His most pressing concern involves a ship en route back to England from the Caribbean, whose crew is reported to have disposed of its slave ‘cargo’ because they were diseased and the remaining members on the ship were perilously close to running out of clean drinking water. A legal loophole would theoretically allow the tradesmen to claim insurance on the loss of items forfeited, but given new evidence — which here is dramatized as the collaborative effort of Dido and would-be husband, John Davinier (Sam Reid), a passionate young lawyer deemed too low for Dido’s standards by “papa” — Lord Mansfield rules in favor of the insurers in a landmark decision that effectively puts an end to the British slave trading.
Punctuated by the odd moment or two of confrontation, Belle manages to keep things personal yet maintain a distance so as to indeed encompass a broader audience. One is left wondering after awhile if the harsh, unflinching lacerations of Steve McQueen’s camerawork and brutally realistic overtones are more effective at conveying the depths of despair individuals felt at this time.
Though McQueen’s film made the lawlessness of institutionalized slavery crystal clear to viewers brave enough to endure his work, Asante’s approach lulls one into a false sense of security by portraying the opposite end of the spectrum — the elite and privileged — and while its not as viscerally disturbing, the moral corruption is no less painful. Lingering expressions of confusion and hopelessness worn on Mbatha-Raw’s face often do enough so that comparisons to more brutal films aren’t necessarily unwarranted but merely inevitable. There lurks an air of danger and desperation perpetual, and though we’re not quite satisfied with how quickly we manage to outrun it, we do feel a modicum of escapism and inspiration come this time.
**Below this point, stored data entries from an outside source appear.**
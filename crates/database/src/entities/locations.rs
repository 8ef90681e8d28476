use models::{
    guarantee::Guarantee,
    rental::{RentalPeriod, RentalStatus},
};
use sea_orm::entity::prelude::*;
use serde::{Deserialize, Serialize};

#[derive(Clone, Debug, PartialEq, Eq, DeriveEntityModel, Serialize, Deserialize)]
#[sea_orm(table_name = "locations")]
pub struct Model {
    #[sea_orm(primary_key, auto_increment = false)]
    pub id: Uuid,
    pub date_begin: DateTime,
    pub expected_date_end: Date,
    pub date_end: Option<Date>, // set when the games come back
    pub renter_first_name: String,
    pub renter_last_name: String,
    pub renter_address: String,
    pub renter_email: String,
    pub renter_phone: String,
    #[sea_orm(column_type = "Text")]
    pub renter_guarantee: Guarantee,
    pub renter_group: Option<String>, // KAP, Cercle, Régio, ...
    #[sea_orm(column_type = "Text", nullable)]
    pub comments: Option<String>,
    pub price: Option<i32>, // in units, stored when finished
    pub finished: bool,
    #[sea_orm(column_type = "Text")]
    pub rentor_first: String,
    #[sea_orm(column_type = "Text", nullable)]
    pub rentor_last: Option<String>,
}

impl Model {
    pub fn period(&self) -> RentalPeriod {
        RentalPeriod::new(
            self.date_begin,
            self.expected_date_end,
            self.date_end.filter(|_| self.finished),
        )
    }

    pub fn is_late(&self, today: Date) -> bool {
        self.period().is_late(today)
    }

    pub fn delay(&self, today: Date) -> i64 {
        self.period().delay(today)
    }

    pub fn status(&self, today: Date) -> RentalStatus {
        self.period().status(today)
    }

    pub fn compute_price(&self, number_of_games: u64, today: Date) -> i32 {
        self.period().compute_price(number_of_games, today)
    }
}

#[derive(Copy, Clone, Debug, EnumIter, DeriveRelation)]
pub enum Relation {
    #[sea_orm(has_many = "super::location_games::Entity")]
    LocationGames,
}

impl Related<super::location_games::Entity> for Entity {
    fn to() -> RelationDef {
        Relation::LocationGames.def()
    }
}

// Many-to-many relationship with games
impl Related<super::games::Entity> for Entity {
    fn to() -> RelationDef {
        super::location_games::Relation::Game.def()
    }

    fn via() -> Option<RelationDef> {
        Some(super::location_games::Relation::Location.def().rev())
    }
}

impl ActiveModelBehavior for ActiveModel {}
mod config;
mod doc;
mod dtos;
mod error;
mod routes;
mod state;
mod utils;

use crate::{config::Config, doc::ApiDoc, state::AppState, utils::shutdown::shutdown_signal};
use axum::{
    Router,
    routing::{get, post},
};
use database::db::create_connection;
use log::{error, info};
use routes::{auth, game, guarantee, health, location, root};
use tower::ServiceBuilder;
use tower_http::compression::CompressionLayer;
use tower_oauth2_resource_server::server::OAuth2ResourceServer;
use utoipa::OpenApi;
use utoipa_swagger_ui::SwaggerUi;

#[tokio::main]
async fn main() {
    dotenvy::dotenv().ok();
    env_logger::init();

    if let Err(e) = run().await {
        error!("{e}");
        std::process::exit(1);
    }
}

async fn run() -> Result<(), Box<dyn std::error::Error>> {
    let config = Config::from_env()?;

    let db = create_connection(&config.database_url).await?;
    let state = AppState {
        db,
        price_per_unit: config.price_per_unit,
    };

    let oauth2_resource_server = <OAuth2ResourceServer>::builder()
        .issuer_url(config.oidc_issuer_url.as_str())
        .build()
        .await
        .map_err(|e| format!("Failed to build OAuth2ResourceServer: {e:?}"))?;

    let public = Router::new()
        .route("/", get(root::root))
        .route("/health", get(health::health))
        .route("/guarantees", get(guarantee::get_guarantees))
        .route("/games", get(game::get_games))
        .route("/games/{id}", get(game::get_game_by_id));

    // Everything touching rentals needs a signed-in club member
    let protected = Router::new()
        .route("/me", get(auth::auth))
        .route("/games/available", get(game::get_available_games))
        .route("/admin/games", post(game::create_game))
        .route(
            "/locations",
            get(location::get_open_locations).post(location::create_location),
        )
        .route("/locations/finished", get(location::get_finished_locations))
        .route(
            "/locations/{id}",
            get(location::get_location_by_id).delete(location::delete_location),
        )
        .route("/locations/{id}/finish", post(location::finish_location))
        .layer(ServiceBuilder::new().layer(oauth2_resource_server.into_layer()));

    let app = public
        .merge(protected)
        .merge(SwaggerUi::new("/swagger-ui").url("/api-docs/openapi.json", ApiDoc::openapi()))
        .layer(CompressionLayer::new())
        .with_state(state);

    let listener = tokio::net::TcpListener::bind(config.bind_address).await?;
    info!("Running axum on http://{}", config.bind_address);

    axum::serve(listener, app)
        .with_graceful_shutdown(shutdown_signal())
        .await?;

    Ok(())
}
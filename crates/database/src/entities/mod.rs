pub mod games;
pub mod location_games;
pub mod locations;
use super::{
    game::GameResponse,
    pagination::{PaginationMeta, default_page},
};
use crate::error::ApiError;
use chrono::{NaiveDate, NaiveDateTime};
use database::services::location::{LocationDetails, NewLocation};
use models::guarantee::Guarantee;
use sea_orm::prelude::Uuid;
use serde::{Deserialize, Serialize};
use utoipa::{IntoParams, ToSchema};

#[derive(Debug, Serialize, ToSchema)]
pub struct LocationResponse {
    pub id: Uuid,
    pub date_begin: NaiveDateTime,
    pub expected_date_end: NaiveDate,
    pub date_end: Option<NaiveDate>,
    pub renter_first_name: String,
    pub renter_last_name: String,
    pub renter_address: String,
    pub renter_email: String,
    pub renter_phone: String,
    /// Guarantee code: ID, ACCESS, DRIVER, KEY, MONEY or Autre
    pub renter_guarantee: String,
    pub renter_guarantee_label: String,
    pub renter_group: Option<String>,
    pub comments: Option<String>,
    pub rentor_first: String,
    pub rentor_last: Option<String>,
    pub finished: bool,
    /// open, late or finished
    pub status: String,
    pub is_late: bool,
    /// Days past the expected end date
    pub delay: i64,
    pub number_of_games: usize,
    /// Price in units (games × billable days): stored once finished, as of today otherwise
    pub price: i32,
    /// `price` multiplied by the configured unit price
    pub amount: i64,
    pub games: Vec<GameResponse>,
}

impl LocationResponse {
    pub fn new(details: LocationDetails, today: NaiveDate, price_per_unit: i64) -> Self {
        let number_of_games = details.number_of_games();
        let price = details.price(today);
        let location = details.location;

        Self {
            status: location.status(today).to_string(),
            is_late: location.is_late(today),
            delay: location.delay(today),
            number_of_games,
            price,
            amount: i64::from(price) * price_per_unit,
            renter_guarantee: location.renter_guarantee.code().to_string(),
            renter_guarantee_label: location.renter_guarantee.label().to_string(),
            id: location.id,
            date_begin: location.date_begin,
            expected_date_end: location.expected_date_end,
            date_end: location.date_end,
            renter_first_name: location.renter_first_name,
            renter_last_name: location.renter_last_name,
            renter_address: location.renter_address,
            renter_email: location.renter_email,
            renter_phone: location.renter_phone,
            renter_group: location.renter_group,
            comments: location.comments,
            rentor_first: location.rentor_first,
            rentor_last: location.rentor_last,
            finished: location.finished,
            games: details.games.into_iter().map(GameResponse::from).collect(),
        }
    }
}

#[derive(Debug, Serialize, ToSchema)]
pub struct PaginatedLocationsResponse {
    pub locations: Vec<LocationResponse>,
    pub pagination: PaginationMeta,
}

#[derive(Debug, Deserialize, ToSchema)]
pub struct CreateLocationRequest {
    pub renter_first_name: String,
    pub renter_last_name: String,
    pub renter_address: String,
    pub renter_email: String,
    pub renter_phone: String,
    /// Guarantee code: ID, ACCESS, DRIVER, KEY, MONEY or Autre
    pub renter_guarantee: String,
    pub renter_group: Option<String>,
    pub comments: Option<String>,
    pub expected_date_end: NaiveDate,
    pub rented_games: Vec<Uuid>,
}

impl TryFrom<CreateLocationRequest> for NewLocation {
    type Error = ApiError;

    fn try_from(req: CreateLocationRequest) -> Result<Self, Self::Error> {
        let renter_guarantee: Guarantee = req.renter_guarantee.parse().map_err(ApiError::BadRequest)?;

        Ok(Self {
            renter_first_name: req.renter_first_name,
            renter_last_name: req.renter_last_name,
            renter_address: req.renter_address,
            renter_email: req.renter_email,
            renter_phone: req.renter_phone,
            renter_guarantee,
            renter_group: req.renter_group.filter(|group| !group.trim().is_empty()),
            comments: req.comments,
            expected_date_end: req.expected_date_end,
            game_ids: req.rented_games,
        })
    }
}

#[derive(Debug, Serialize, ToSchema)]
pub struct GuaranteeResponse {
    pub code: String,
    pub label: String,
}

impl From<Guarantee> for GuaranteeResponse {
    fn from(guarantee: Guarantee) -> Self {
        Self {
            code: guarantee.code().to_string(),
            label: guarantee.label().to_string(),
        }
    }
}

#[derive(Debug, Deserialize, ToSchema, IntoParams)]
pub struct FinishedLocationsParams {
    #[serde(default = "default_page")]
    pub page: u64,

    #[serde(default = "default_per_page")]
    pub per_page: u64,
}

fn default_per_page() -> u64 {
    20
}
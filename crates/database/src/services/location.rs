use crate::{
    entities::{games, location_games, locations},
    error::ServiceError,
    services::check_len,
};
use chrono::{NaiveDate, NaiveDateTime};
use log::{info, warn};
use models::guarantee::Guarantee;
use sea_orm::{
    ActiveModelTrait, ActiveValue::Set, ColumnTrait, ConnectionTrait, DatabaseConnection,
    EntityTrait, ModelTrait, PaginatorTrait, QueryFilter, QueryOrder, TransactionTrait,
    sea_query::Expr,
};
use serde::Deserialize;
use std::collections::{HashMap, HashSet};
use uuid::Uuid;

/// A rental as entered at checkout
#[derive(Debug, Clone, Deserialize)]
pub struct NewLocation {
    pub renter_first_name: String,
    pub renter_last_name: String,
    pub renter_address: String,
    pub renter_email: String,
    pub renter_phone: String,
    pub renter_guarantee: Guarantee,
    pub renter_group: Option<String>,
    pub comments: Option<String>,
    pub expected_date_end: NaiveDate,
    pub game_ids: Vec<Uuid>,
}

impl NewLocation {
    /// Widest renter name the `locations` table holds
    pub const NAME_MAX_LEN: usize = 20;
    /// Widest phone number the `locations` table holds
    pub const PHONE_MAX_LEN: usize = 13;

    fn validate(&self, today: NaiveDate) -> Result<(), ServiceError> {
        if self.expected_date_end < today {
            return Err(ServiceError::Validation(
                "expected end date in the past".into(),
            ));
        }

        for (field, value, max) in [
            ("renter_first_name", &self.renter_first_name, Self::NAME_MAX_LEN),
            ("renter_last_name", &self.renter_last_name, Self::NAME_MAX_LEN),
            ("renter_phone", &self.renter_phone, Self::PHONE_MAX_LEN),
        ] {
            check_len(field, value, max)?;
        }

        if self.game_ids.is_empty() {
            return Err(ServiceError::Validation(
                "a location needs at least one game".into(),
            ));
        }
        let unique: HashSet<Uuid> = self.game_ids.iter().copied().collect();
        if unique.len() != self.game_ids.len() {
            return Err(ServiceError::Validation(
                "the same game is listed twice".into(),
            ));
        }

        Ok(())
    }
}

/// A location together with the games it covers
#[derive(Debug, Clone, PartialEq)]
pub struct LocationDetails {
    pub location: locations::Model,
    pub games: Vec<games::Model>,
}

impl LocationDetails {
    pub fn number_of_games(&self) -> usize {
        self.games.len()
    }

    /// Stored price once finished, otherwise what the rental costs as of `today`
    pub fn price(&self, today: NaiveDate) -> i32 {
        self.location.price.unwrap_or_else(|| {
            self.location
                .compute_price(self.number_of_games() as u64, today)
        })
    }
}

pub struct LocationService;

impl LocationService {
    /// Opens a rental and marks its games as rented.
    ///
    /// The expected end date may not be before `now`'s day, renter fields
    /// must fit their columns, and every game must exist and be available. Either the location, its game links and
    /// every game flag are written, or nothing is.
    pub async fn create_location(
        db: &DatabaseConnection,
        new: NewLocation,
        rentor_first: String,
        now: NaiveDateTime,
    ) -> Result<LocationDetails, ServiceError> {
        new.validate(now.date())?;

        let txn = db.begin().await?;

        let rented_games = games::Entity::find()
            .filter(games::Column::Id.is_in(new.game_ids.clone()))
            .all(&txn)
            .await?;

        if let Some(missing) = new
            .game_ids
            .iter()
            .find(|id| !rented_games.iter().any(|game| game.id == **id))
        {
            return Err(ServiceError::game_not_found(missing));
        }
        if let Some(game) = rented_games.iter().find(|game| game.is_rented) {
            return Err(ServiceError::Conflict(format!(
                "{} is already rented",
                game.name
            )));
        }

        // Flip only games still available so a concurrent checkout cannot
        // take the same game twice
        let flipped = games::Entity::update_many()
            .col_expr(games::Column::IsRented, Expr::value(true))
            .filter(games::Column::Id.is_in(new.game_ids.clone()))
            .filter(games::Column::IsRented.eq(false))
            .exec(&txn)
            .await?;
        if flipped.rows_affected != new.game_ids.len() as u64 {
            return Err(ServiceError::Conflict(
                "a game was rented in the meantime".into(),
            ));
        }

        let location_id = Uuid::new_v4();
        let location = locations::ActiveModel {
            id: Set(location_id),
            date_begin: Set(now),
            expected_date_end: Set(new.expected_date_end),
            date_end: Set(None),
            renter_first_name: Set(new.renter_first_name),
            renter_last_name: Set(new.renter_last_name),
            renter_address: Set(new.renter_address),
            renter_email: Set(new.renter_email),
            renter_phone: Set(new.renter_phone),
            renter_guarantee: Set(new.renter_guarantee),
            renter_group: Set(new.renter_group),
            comments: Set(new.comments),
            price: Set(None),
            finished: Set(false),
            rentor_first: Set(rentor_first),
            rentor_last: Set(None),
        }
        .insert(&txn)
        .await?;

        let links = new.game_ids.iter().map(|game_id| location_games::ActiveModel {
            id: Set(Uuid::new_v4()),
            location_id: Set(location_id),
            game_id: Set(*game_id),
        });
        location_games::Entity::insert_many(links).exec(&txn).await?;

        let games = location.find_related(games::Entity).all(&txn).await?;

        txn.commit().await?;

        info!(
            "Opened location {} with {} game(s), due {}",
            location.id,
            games.len(),
            location.expected_date_end
        );
        Ok(LocationDetails { location, games })
    }

    /// Get a single location with its games
    pub async fn get_location(
        db: &DatabaseConnection,
        id: Uuid,
    ) -> Result<LocationDetails, ServiceError> {
        let location = Self::find_location(db, id).await?;
        let games = location.find_related(games::Entity).all(db).await?;

        Ok(LocationDetails { location, games })
    }

    /// Number of games covered by a location
    pub async fn number_of_games(db: &DatabaseConnection, id: Uuid) -> Result<u64, ServiceError> {
        let location = Self::find_location(db, id).await?;
        let count = location.find_related(games::Entity).count(db).await?;

        Ok(count)
    }

    /// Rentals still out, most recent first
    pub async fn list_open_locations(
        db: &DatabaseConnection,
    ) -> Result<Vec<LocationDetails>, ServiceError> {
        let locations = locations::Entity::find()
            .filter(locations::Column::Finished.eq(false))
            .order_by_desc(locations::Column::DateBegin)
            .all(db)
            .await?;

        Self::with_games(db, locations).await
    }

    /// Returned rentals, most recently returned first.
    ///
    /// A page past the end falls back to the last page.
    pub async fn list_finished_locations(
        db: &DatabaseConnection,
        page: u64,
        per_page: u64,
    ) -> Result<(Vec<LocationDetails>, u64), ServiceError> {
        if page == 0 || per_page == 0 {
            return Err(ServiceError::Validation(
                "page and per_page must be at least 1".into(),
            ));
        }

        let query = locations::Entity::find()
            .filter(locations::Column::Finished.eq(true))
            .order_by_desc(locations::Column::DateEnd)
            .order_by_desc(locations::Column::DateBegin);

        let total_items = query.clone().count(db).await?;
        let last_page = total_items.div_ceil(per_page).max(1);
        let paginator = query.paginate(db, per_page);
        let locations = paginator.fetch_page(page.min(last_page) - 1).await?; // SeaORM uses 0-based pages

        Ok((Self::with_games(db, locations).await?, total_items))
    }

    /// Closes a rental: stamps the return date, bills it and gives the games back.
    ///
    /// Finishing twice is rejected with a conflict, so `nb_rented` is only
    /// ever incremented once per rental.
    pub async fn finish_location(
        db: &DatabaseConnection,
        id: Uuid,
        rentor_last: String,
        today: NaiveDate,
    ) -> Result<LocationDetails, ServiceError> {
        let txn = db.begin().await?;

        let location = Self::find_location(&txn, id).await?;
        if location.finished {
            warn!("Location {id} is already finished");
            return Err(ServiceError::Conflict(format!(
                "location {id} is already finished"
            )));
        }

        let game_ids = Self::game_ids(&txn, id).await?;

        let mut period = location.period();
        period.date_end = Some(today);
        let price = period.compute_price(game_ids.len() as u64, today);

        // Guard on `finished` again so two concurrent finishes cannot both apply
        let closed = locations::Entity::update_many()
            .set(locations::ActiveModel {
                date_end: Set(Some(today)),
                price: Set(Some(price)),
                finished: Set(true),
                rentor_last: Set(Some(rentor_last)),
                ..Default::default()
            })
            .filter(locations::Column::Id.eq(id))
            .filter(locations::Column::Finished.eq(false))
            .exec(&txn)
            .await?;
        if closed.rows_affected != 1 {
            return Err(ServiceError::Conflict(format!(
                "location {id} is already finished"
            )));
        }

        if !game_ids.is_empty() {
            games::Entity::update_many()
                .col_expr(
                    games::Column::NbRented,
                    Expr::col(games::Column::NbRented).add(1),
                )
                .col_expr(games::Column::IsRented, Expr::value(false))
                .filter(games::Column::Id.is_in(game_ids))
                .exec(&txn)
                .await?;
        }

        let location = Self::find_location(&txn, id).await?;
        let games = location.find_related(games::Entity).all(&txn).await?;

        txn.commit().await?;

        info!(
            "Finished location {id}: {} game(s), price {price}, delay {} day(s)",
            games.len(),
            location.delay(today)
        );
        Ok(LocationDetails { location, games })
    }

    /// Cancels an open rental: its games become available again and the
    /// record is removed without billing. Finished rentals cannot be deleted.
    pub async fn delete_location(db: &DatabaseConnection, id: Uuid) -> Result<(), ServiceError> {
        let txn = db.begin().await?;

        let location = Self::find_location(&txn, id).await?;
        if location.finished {
            return Err(ServiceError::Conflict(format!(
                "location {id} is finished and cannot be deleted"
            )));
        }

        let game_ids = Self::game_ids(&txn, id).await?;
        if !game_ids.is_empty() {
            games::Entity::update_many()
                .col_expr(games::Column::IsRented, Expr::value(false))
                .filter(games::Column::Id.is_in(game_ids.clone()))
                .exec(&txn)
                .await?;
        }

        location_games::Entity::delete_many()
            .filter(location_games::Column::LocationId.eq(id))
            .exec(&txn)
            .await?;
        location.delete(&txn).await?;

        txn.commit().await?;

        info!("Deleted location {id}, released {} game(s)", game_ids.len());
        Ok(())
    }

    async fn find_location<C: ConnectionTrait>(
        db: &C,
        id: Uuid,
    ) -> Result<locations::Model, ServiceError> {
        locations::Entity::find_by_id(id)
            .one(db)
            .await?
            .ok_or_else(|| ServiceError::location_not_found(id))
    }

    async fn game_ids<C: ConnectionTrait>(db: &C, location_id: Uuid) -> Result<Vec<Uuid>, ServiceError> {
        let links = location_games::Entity::find()
            .filter(location_games::Column::LocationId.eq(location_id))
            .all(db)
            .await?;

        Ok(links.into_iter().map(|link| link.game_id).collect())
    }

    /// Batch fetch the games of several locations, keeping their order
    async fn with_games(
        db: &DatabaseConnection,
        locations: Vec<locations::Model>,
    ) -> Result<Vec<LocationDetails>, ServiceError> {
        if locations.is_empty() {
            return Ok(vec![]);
        }

        let location_ids: Vec<Uuid> = locations.iter().map(|l| l.id).collect();

        let links: Vec<(location_games::Model, games::Model)> = location_games::Entity::find()
            .filter(location_games::Column::LocationId.is_in(location_ids))
            .find_also_related(games::Entity)
            .all(db)
            .await?
            .into_iter()
            .filter_map(|(link, game)| game.map(|g| (link, g)))
            .collect();

        let mut games_by_location: HashMap<Uuid, Vec<games::Model>> = HashMap::new();
        for (link, game) in links {
            games_by_location
                .entry(link.location_id)
                .or_default()
                .push(game);
        }

        let results = locations
            .into_iter()
            .map(|location| {
                let games = games_by_location.remove(&location.id).unwrap_or_default();
                LocationDetails { location, games }
            })
            .collect();

        Ok(results)
    }
}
Based on a true story, Belle is propelled by a solid cast registering compelling performances on all sorts of levels — relatively low-profile Brits James Norton and Tom Felton are gleefully vile as the profusely snobbish Ashford brothers, the respective would-be suitors for Belle and her stepsister, Elizabeth (Sarah Gadon) if society is going to have its way with them, and Emily Watson offers firm support as Lady Mansfield, the first to offer Dido a place in her home. While proceedings don’t particularly scream renovation of the costume drama get-up, it at least adds sufficient evidence of why these films offer great escapism as well as an education.
Recommendation: If smitten by the rich detail of period drama, I can see no reason you would not want to check out the exquisite surface beauty of Belle. Beyond that there is a lot of material to sink teeth into, but the fact remains this sort of story is beginning to show its age. There is virtually no event that doesn’t come with a heaping helping of foreshadowing and predictability. That said, that’s not enough of a reason to not recommend this well-acted piece of British history.
Running Time: 104 mins.
Quoted: “My greatest misfortune, would be to marry into a family that would carry me as their shame.”